Jean-Louis Ligonier was born at Castres near Toulouse, the second son of prosperous Protestant parents. He left France at the age of eighteen in 1698, seeking as his first destination emigre relations in Holland and then making his way via England to Ireland. He was naturalised as an English subject in 1702 and enlisted into the British army, progressing to Captain by February 1703 and remaining a professional soldier for the next sixty years, ending as Field Marshal to which he was appointed in 1766. He served under Marlborough at Blenheim, Ramillies, Oudenarde and Malplaquet, with the Duke of Cumberland in 1745, and as Master General of the Ordnance during the Seven Years War. He became a close confidant of George II, who invested him with the Order of the Bath in person on the battlefield of Dettingen in 1743. Aggressive by instinct and humane as a commander, he has been called the most outstanding general in the British army between Marlborough and Wellington, and in his time shared something of their fame. From the catalogue of Roubiliac's posthumous sale it is clear that a demand was judged to exist for reproductions of this work.

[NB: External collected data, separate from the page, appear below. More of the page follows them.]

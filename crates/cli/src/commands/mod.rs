//! Subcommand implementations. Each prints its result to stdout.

pub mod cart;
pub mod catalog;
pub mod checkout;
pub mod customers;
pub mod export;
pub mod orders;
pub mod report;
pub mod seed;
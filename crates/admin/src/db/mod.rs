//! Local key-value persistence.
//!
//! Every store in this crate keeps its state as one JSON document under a
//! fixed key. The backend is injected through [`KeyValueStore`], so the same
//! stores run against SQLite on disk or a plain in-memory map in tests.
//!
//! # Keys
//!
//! - `cart` - current cart lines
//! - `cars` - product catalog including stock
//! - `customers` - customer directory including purchase history
//! - `orders` - committed orders, most recent first
//!
//! Writes are last-write-wins; there is no coordination between processes
//! sharing one database file.

pub mod memory;
pub mod sqlite;

use serde::Serialize;
use serde::de::DeserializeOwned;
use thiserror::Error;
use tracing::warn;

pub use memory::MemoryStore;
pub use sqlite::SqliteStore;

/// Storage keys for the persisted documents.
pub mod keys {
    /// Current cart lines.
    pub const CART: &str = "cart";
    /// Product catalog.
    pub const CARS: &str = "cars";
    /// Customer directory.
    pub const CUSTOMERS: &str = "customers";
    /// Committed orders, most recent first.
    pub const ORDERS: &str = "orders";
}

/// Errors raised by a storage backend.
#[derive(Debug, Error)]
pub enum StorageError {
    /// `SQLite` operation failed.
    #[error("sqlite error: {0}")]
    Sqlite(#[from] rusqlite::Error),

    /// Value could not be encoded as JSON.
    #[error("serialization error: {0}")]
    Serialization(#[from] serde_json::Error),

    /// Filesystem error while preparing the database location.
    #[error("io error: {0}")]
    Io(#[from] std::io::Error),

    /// A previous panic poisoned the backend lock.
    #[error("storage lock poisoned")]
    Poisoned,
}

/// A string-keyed store of string values.
///
/// Implementations use interior mutability so that several stores can share
/// one backend by reference.
pub trait KeyValueStore: Send + Sync {
    /// Read the raw value stored under `key`.
    ///
    /// # Errors
    ///
    /// Returns an error if the backend cannot be read.
    fn get(&self, key: &str) -> Result<Option<String>, StorageError>;

    /// Store `value` under `key`, replacing any previous value.
    ///
    /// # Errors
    ///
    /// Returns an error if the backend rejects the write.
    fn set(&self, key: &str, value: &str) -> Result<(), StorageError>;

    /// Delete `key`. Absent keys are not an error.
    ///
    /// # Errors
    ///
    /// Returns an error if the backend rejects the delete.
    fn remove(&self, key: &str) -> Result<(), StorageError>;
}

/// Read and decode the JSON document under `key`.
///
/// Returns `None` when the key is absent, the backend cannot be read, or the
/// stored text does not decode as `T`. Read failures are logged and never
/// propagated: callers substitute an empty default.
pub fn read_json<T: DeserializeOwned>(store: &dyn KeyValueStore, key: &str) -> Option<T> {
    let raw = match store.get(key) {
        Ok(Some(raw)) => raw,
        Ok(None) => return None,
        Err(e) => {
            warn!(key, error = %e, "Failed to read from local storage");
            return None;
        }
    };

    match serde_json::from_str(&raw) {
        Ok(value) => Some(value),
        Err(e) => {
            warn!(key, error = %e, "Ignoring malformed document in local storage");
            None
        }
    }
}

/// Encode `value` as JSON and store it under `key`.
///
/// # Errors
///
/// Returns an error if encoding or the backend write fails. The failure is
/// also logged.
pub fn write_json<T: Serialize + ?Sized>(
    store: &dyn KeyValueStore,
    key: &str,
    value: &T,
) -> Result<(), StorageError> {
    let result = serde_json::to_string(value)
        .map_err(StorageError::from)
        .and_then(|raw| store.set(key, &raw));

    if let Err(e) = &result {
        warn!(key, error = %e, "Failed to write to local storage");
    }
    result
}
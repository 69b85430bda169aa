//! Checkout.
//!
//! # Usage
//!
//! ```bash
//! autopos checkout --customer CU-1 --payment cash
//! ```

use autopos_admin::services::render_invoice;
use autopos_admin::{AppError, PosSession};
use autopos_core::{CustomerId, PaymentMethod};

/// Commit the cart for `customer_id` and print the invoice.
///
/// # Errors
///
/// Returns a validation error if the customer is unknown or the cart is
/// empty, or a storage error if a write fails part way through.
pub fn run(
    session: &mut PosSession,
    customer_id: &str,
    payment_method: PaymentMethod,
) -> Result<(), AppError> {
    let order = session.checkout(&CustomerId::new(customer_id), payment_method)?;
    let customer = session.customers().find(&order.customer_id);
    print!("{}", render_invoice(&order, customer));
    Ok(())
}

This is a fine portrait of the general, the sculptor apparently relishing the range of textures in the subjects, including aged skin, matted hair, polished breastplate, soft silk ribbon and cloak lining. The bust formerly had a more elaborate socle with armorials, which was replaced at the move to the Grand Corridor in Windsor Castle in 1828. The original does not survive.
Ligonier purchased a fine country house, Cobham Park in Surrey, as well as a townhouse at 12 North Audley Street, and the elaborate socles suggest that both this and RCIN 31614, were intended for a particular setting. The interior of 12 North Audley Street survives and includes a gallery at the rear of the house with a broad niche at each end. It seems highly likely that the busts were intended for those spaces, sitting on their wide, architectural socles.
Louis-François Roubiliac, a native of Lyon, learnt his art in Dresden with Balthasar Permoser and in Paris with Nicolas Coustou. Disappointed by his failure to achieve first prize in the Prix de Rome he moved to London in 1730. Though not himself a Huguenot, he associated with the sizeable expatriate French community of artists and patrons in London, many of whose families had first left France following the withdrawal in 1685 of the protection afforded to Protestants by Henri IV’s Edict of Nantes. Roubiliac made an immediate impact on his craft in Britain and enjoyed a career of more than thirty years, winning fame for his funerary monuments and portrait busts.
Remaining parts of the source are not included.